Data supplied Start Marker
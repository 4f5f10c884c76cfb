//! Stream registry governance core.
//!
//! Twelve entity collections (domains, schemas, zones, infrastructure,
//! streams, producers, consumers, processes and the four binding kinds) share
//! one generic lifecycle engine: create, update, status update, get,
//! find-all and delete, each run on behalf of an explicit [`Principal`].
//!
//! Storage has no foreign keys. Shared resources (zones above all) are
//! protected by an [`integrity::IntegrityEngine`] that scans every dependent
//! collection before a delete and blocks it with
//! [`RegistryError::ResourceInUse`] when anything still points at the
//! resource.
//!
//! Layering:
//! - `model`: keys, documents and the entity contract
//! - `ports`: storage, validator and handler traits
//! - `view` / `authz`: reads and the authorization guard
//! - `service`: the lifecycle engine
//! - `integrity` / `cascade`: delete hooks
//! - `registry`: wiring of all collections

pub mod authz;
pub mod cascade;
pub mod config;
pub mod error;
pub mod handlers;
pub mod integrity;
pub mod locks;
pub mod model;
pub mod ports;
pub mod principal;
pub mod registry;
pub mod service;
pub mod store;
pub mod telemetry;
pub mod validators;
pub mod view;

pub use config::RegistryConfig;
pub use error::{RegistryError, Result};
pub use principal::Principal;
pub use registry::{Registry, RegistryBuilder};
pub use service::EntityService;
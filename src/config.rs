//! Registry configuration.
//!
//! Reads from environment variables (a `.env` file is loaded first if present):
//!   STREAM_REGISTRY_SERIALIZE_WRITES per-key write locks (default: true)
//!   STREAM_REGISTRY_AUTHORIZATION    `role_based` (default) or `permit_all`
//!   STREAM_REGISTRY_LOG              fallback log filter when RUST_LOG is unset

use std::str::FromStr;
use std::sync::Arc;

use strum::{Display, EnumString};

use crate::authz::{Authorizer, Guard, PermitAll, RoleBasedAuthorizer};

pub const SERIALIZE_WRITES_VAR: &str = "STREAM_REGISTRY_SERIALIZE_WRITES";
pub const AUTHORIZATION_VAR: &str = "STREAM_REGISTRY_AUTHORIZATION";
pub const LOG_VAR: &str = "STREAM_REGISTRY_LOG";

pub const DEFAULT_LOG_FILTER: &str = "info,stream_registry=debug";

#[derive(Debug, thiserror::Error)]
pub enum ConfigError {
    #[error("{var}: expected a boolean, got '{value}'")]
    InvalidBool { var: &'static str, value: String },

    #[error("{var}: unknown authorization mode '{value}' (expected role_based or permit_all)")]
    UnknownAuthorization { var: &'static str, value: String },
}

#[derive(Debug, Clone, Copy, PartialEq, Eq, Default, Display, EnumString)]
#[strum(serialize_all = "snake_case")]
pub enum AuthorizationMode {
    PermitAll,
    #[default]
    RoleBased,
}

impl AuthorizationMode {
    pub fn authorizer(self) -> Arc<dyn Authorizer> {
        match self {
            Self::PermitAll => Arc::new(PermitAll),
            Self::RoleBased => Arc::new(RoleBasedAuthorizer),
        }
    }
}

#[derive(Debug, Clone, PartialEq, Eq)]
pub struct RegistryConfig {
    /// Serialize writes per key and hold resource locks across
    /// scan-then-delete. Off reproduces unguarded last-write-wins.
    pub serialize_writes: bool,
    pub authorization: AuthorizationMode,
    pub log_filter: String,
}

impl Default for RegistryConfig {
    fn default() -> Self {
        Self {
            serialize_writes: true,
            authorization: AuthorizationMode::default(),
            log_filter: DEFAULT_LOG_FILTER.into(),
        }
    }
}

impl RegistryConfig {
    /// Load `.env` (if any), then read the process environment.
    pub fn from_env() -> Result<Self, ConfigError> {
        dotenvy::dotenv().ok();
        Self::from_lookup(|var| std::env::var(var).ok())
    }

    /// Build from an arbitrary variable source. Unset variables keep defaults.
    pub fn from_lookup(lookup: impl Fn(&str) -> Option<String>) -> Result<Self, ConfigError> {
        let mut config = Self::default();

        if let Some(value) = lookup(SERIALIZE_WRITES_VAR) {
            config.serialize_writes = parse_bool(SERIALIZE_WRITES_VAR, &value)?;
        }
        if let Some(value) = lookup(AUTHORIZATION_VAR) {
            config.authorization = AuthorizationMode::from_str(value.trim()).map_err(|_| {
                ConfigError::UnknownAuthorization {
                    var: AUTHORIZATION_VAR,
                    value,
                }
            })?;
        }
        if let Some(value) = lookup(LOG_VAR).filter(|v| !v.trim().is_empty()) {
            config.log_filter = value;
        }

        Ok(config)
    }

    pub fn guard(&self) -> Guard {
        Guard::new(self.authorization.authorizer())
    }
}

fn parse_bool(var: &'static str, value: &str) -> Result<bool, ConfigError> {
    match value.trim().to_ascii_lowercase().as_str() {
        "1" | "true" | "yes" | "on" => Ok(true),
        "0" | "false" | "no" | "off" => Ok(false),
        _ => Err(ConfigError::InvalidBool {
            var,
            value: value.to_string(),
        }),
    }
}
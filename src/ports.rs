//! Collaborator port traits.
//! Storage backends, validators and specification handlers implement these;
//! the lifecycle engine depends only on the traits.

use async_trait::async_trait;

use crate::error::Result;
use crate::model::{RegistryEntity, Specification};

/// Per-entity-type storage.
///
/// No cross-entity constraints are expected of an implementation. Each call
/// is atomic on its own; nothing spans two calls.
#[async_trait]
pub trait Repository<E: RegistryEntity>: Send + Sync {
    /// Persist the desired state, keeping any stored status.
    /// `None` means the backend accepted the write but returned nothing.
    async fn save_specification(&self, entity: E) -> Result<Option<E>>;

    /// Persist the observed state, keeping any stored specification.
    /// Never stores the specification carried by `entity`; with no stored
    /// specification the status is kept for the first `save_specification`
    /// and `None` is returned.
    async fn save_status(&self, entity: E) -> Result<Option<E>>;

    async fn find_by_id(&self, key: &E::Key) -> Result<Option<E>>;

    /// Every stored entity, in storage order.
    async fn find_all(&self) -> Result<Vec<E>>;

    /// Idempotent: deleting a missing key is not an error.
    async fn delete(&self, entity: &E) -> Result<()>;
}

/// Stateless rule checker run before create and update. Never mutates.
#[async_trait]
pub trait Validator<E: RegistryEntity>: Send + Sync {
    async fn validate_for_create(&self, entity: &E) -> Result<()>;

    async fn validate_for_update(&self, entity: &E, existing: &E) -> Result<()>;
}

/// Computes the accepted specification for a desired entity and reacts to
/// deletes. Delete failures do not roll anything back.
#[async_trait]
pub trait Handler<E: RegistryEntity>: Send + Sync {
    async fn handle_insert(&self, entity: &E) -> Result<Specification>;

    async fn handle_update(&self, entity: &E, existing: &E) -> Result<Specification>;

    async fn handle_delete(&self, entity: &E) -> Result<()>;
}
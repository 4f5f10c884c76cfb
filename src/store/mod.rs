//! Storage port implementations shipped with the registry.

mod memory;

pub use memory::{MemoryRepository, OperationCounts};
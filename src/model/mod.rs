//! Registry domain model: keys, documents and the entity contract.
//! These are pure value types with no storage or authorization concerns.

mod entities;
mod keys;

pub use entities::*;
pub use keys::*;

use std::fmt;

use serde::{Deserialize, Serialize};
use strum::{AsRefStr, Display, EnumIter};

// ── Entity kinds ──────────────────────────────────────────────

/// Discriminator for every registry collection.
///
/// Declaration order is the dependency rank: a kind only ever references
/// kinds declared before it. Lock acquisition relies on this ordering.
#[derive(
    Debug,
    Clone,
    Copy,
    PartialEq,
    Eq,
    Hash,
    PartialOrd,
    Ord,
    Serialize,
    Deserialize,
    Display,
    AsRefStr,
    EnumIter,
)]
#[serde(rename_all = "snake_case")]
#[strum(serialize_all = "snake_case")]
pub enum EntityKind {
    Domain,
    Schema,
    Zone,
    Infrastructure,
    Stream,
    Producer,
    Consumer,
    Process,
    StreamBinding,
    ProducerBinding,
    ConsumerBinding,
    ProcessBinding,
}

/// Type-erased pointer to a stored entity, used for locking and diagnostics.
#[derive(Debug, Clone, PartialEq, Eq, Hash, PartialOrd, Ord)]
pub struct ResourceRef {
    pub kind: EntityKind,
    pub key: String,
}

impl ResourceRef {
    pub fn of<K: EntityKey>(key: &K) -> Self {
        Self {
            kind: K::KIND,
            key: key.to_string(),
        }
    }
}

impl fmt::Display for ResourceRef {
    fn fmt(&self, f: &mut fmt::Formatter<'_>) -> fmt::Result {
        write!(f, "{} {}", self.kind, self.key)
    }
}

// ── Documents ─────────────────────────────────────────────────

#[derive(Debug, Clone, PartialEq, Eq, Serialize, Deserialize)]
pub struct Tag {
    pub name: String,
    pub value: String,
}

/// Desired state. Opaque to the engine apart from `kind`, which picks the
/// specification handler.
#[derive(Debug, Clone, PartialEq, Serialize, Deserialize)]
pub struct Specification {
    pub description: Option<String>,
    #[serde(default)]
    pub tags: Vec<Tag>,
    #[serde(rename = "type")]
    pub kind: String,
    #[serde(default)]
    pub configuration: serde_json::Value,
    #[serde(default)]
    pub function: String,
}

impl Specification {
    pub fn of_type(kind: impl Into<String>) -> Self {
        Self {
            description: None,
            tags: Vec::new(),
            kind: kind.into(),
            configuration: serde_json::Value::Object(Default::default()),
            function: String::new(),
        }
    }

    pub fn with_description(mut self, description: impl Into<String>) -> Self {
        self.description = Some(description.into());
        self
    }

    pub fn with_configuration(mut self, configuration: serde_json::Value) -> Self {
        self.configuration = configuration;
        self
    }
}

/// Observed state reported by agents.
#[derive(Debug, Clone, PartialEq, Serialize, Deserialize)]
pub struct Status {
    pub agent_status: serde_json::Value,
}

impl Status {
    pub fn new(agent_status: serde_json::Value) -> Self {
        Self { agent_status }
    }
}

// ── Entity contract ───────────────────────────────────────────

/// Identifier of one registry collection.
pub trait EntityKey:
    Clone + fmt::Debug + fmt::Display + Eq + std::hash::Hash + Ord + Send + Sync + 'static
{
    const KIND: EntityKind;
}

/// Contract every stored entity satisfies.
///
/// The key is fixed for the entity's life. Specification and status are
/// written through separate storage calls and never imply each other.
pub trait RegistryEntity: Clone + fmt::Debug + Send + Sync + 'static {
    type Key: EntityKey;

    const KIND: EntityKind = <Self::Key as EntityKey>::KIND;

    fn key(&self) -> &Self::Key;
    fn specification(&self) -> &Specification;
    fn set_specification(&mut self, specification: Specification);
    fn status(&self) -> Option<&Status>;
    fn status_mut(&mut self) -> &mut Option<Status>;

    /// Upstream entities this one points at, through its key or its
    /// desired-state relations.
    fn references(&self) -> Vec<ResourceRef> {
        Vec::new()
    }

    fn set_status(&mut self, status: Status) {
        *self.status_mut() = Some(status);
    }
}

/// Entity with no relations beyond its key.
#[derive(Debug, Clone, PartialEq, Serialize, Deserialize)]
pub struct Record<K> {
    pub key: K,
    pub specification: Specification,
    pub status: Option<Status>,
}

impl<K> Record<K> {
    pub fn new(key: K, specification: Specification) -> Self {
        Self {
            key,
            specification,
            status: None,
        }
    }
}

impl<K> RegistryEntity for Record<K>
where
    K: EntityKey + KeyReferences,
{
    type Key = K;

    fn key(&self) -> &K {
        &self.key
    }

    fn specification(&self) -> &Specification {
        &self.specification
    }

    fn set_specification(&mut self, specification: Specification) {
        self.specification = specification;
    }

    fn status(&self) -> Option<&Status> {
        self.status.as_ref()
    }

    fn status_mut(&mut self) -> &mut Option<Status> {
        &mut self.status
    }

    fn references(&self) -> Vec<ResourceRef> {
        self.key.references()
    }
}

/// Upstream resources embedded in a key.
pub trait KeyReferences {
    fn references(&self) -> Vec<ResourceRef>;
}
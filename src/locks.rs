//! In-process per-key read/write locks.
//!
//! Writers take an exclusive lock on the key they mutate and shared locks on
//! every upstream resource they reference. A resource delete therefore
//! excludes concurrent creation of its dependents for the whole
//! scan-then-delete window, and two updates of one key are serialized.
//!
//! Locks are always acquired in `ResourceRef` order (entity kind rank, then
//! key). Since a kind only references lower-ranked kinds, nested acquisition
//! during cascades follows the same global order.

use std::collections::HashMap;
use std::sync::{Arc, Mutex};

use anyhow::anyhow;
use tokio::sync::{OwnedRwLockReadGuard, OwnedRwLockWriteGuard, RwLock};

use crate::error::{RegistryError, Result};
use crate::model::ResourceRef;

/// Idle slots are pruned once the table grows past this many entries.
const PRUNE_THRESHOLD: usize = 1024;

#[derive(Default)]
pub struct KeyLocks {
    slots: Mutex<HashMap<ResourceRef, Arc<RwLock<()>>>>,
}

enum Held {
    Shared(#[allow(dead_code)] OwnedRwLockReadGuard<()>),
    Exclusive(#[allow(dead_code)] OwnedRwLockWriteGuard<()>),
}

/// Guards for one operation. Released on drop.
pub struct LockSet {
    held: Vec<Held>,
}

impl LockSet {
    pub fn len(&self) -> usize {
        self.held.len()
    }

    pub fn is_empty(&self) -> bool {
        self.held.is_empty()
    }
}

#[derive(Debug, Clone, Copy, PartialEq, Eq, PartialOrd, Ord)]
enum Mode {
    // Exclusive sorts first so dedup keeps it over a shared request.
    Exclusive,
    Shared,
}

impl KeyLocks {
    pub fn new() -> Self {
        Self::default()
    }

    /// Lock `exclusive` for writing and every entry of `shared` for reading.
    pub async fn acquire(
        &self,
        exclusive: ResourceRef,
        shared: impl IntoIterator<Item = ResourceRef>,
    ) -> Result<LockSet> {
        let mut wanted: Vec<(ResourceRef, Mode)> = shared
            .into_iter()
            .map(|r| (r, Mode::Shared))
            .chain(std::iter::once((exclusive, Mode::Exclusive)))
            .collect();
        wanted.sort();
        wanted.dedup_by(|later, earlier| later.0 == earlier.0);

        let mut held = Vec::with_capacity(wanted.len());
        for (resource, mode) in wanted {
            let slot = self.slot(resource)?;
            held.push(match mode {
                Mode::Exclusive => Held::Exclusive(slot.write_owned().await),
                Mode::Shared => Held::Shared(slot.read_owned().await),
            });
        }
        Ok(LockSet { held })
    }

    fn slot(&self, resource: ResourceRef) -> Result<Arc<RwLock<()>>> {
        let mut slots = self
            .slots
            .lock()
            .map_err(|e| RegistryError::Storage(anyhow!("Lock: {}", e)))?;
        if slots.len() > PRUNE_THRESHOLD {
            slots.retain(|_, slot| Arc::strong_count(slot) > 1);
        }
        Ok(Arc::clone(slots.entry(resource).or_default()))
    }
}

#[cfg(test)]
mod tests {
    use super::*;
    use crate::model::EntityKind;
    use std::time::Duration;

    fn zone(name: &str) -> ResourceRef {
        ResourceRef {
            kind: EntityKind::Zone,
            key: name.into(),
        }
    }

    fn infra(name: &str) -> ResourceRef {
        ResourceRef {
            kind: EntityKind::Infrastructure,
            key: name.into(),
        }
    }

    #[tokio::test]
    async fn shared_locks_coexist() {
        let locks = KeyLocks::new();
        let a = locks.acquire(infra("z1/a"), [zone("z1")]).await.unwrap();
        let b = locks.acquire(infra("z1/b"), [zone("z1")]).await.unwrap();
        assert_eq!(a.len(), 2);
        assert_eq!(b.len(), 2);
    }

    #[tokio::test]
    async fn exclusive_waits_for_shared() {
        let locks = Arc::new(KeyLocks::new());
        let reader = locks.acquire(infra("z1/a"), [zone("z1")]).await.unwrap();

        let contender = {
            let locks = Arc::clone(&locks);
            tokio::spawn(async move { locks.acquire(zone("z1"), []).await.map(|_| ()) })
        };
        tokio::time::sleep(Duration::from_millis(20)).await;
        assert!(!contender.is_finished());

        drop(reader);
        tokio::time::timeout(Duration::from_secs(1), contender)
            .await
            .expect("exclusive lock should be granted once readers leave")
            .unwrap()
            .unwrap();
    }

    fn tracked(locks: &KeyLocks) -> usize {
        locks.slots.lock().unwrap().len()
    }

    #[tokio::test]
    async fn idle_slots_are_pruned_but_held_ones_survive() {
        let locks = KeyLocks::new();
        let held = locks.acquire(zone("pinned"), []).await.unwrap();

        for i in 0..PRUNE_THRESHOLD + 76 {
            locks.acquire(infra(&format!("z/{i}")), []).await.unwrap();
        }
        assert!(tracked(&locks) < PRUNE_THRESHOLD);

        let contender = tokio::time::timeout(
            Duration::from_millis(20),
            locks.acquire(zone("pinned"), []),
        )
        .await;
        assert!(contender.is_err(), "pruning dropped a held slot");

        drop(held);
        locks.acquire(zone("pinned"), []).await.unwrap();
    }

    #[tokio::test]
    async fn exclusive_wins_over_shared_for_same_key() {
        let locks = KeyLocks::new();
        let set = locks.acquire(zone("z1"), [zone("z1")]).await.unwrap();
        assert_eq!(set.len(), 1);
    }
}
Data supplied End Marker
» **Action item**
Copy out the listing above, line by line and exactly, from its first line to the line holding "pub mod locks;", inclusive.

» **Result of the task**
repository 4f5f10c884c76cfb
//! Stream registry governance core.
//!
//! Twelve entity collections (domains, schemas, zones, infrastructure,
//! streams, producers, consumers, processes and the four binding kinds) share
//! one generic lifecycle engine: create, update, status update, get,
//! find-all and delete, each run on behalf of an explicit [`Principal`].
//!
//! Storage has no foreign keys. Shared resources (zones above all) are
//! protected by an [`integrity::IntegrityEngine`] that scans every dependent
//! collection before a delete and blocks it with
//! [`RegistryError::ResourceInUse`] when anything still points at the
//! resource.
//!
//! Layering:
//! - `model`: keys, documents and the entity contract
//! - `ports`: storage, validator and handler traits
//! - `view` / `authz`: reads and the authorization guard
//! - `service`: the lifecycle engine
//! - `integrity` / `cascade`: delete hooks
//! - `registry`: wiring of all collections

pub mod authz;
pub mod cascade;
pub mod config;
pub mod error;
pub mod handlers;
pub mod integrity;
pub mod locks;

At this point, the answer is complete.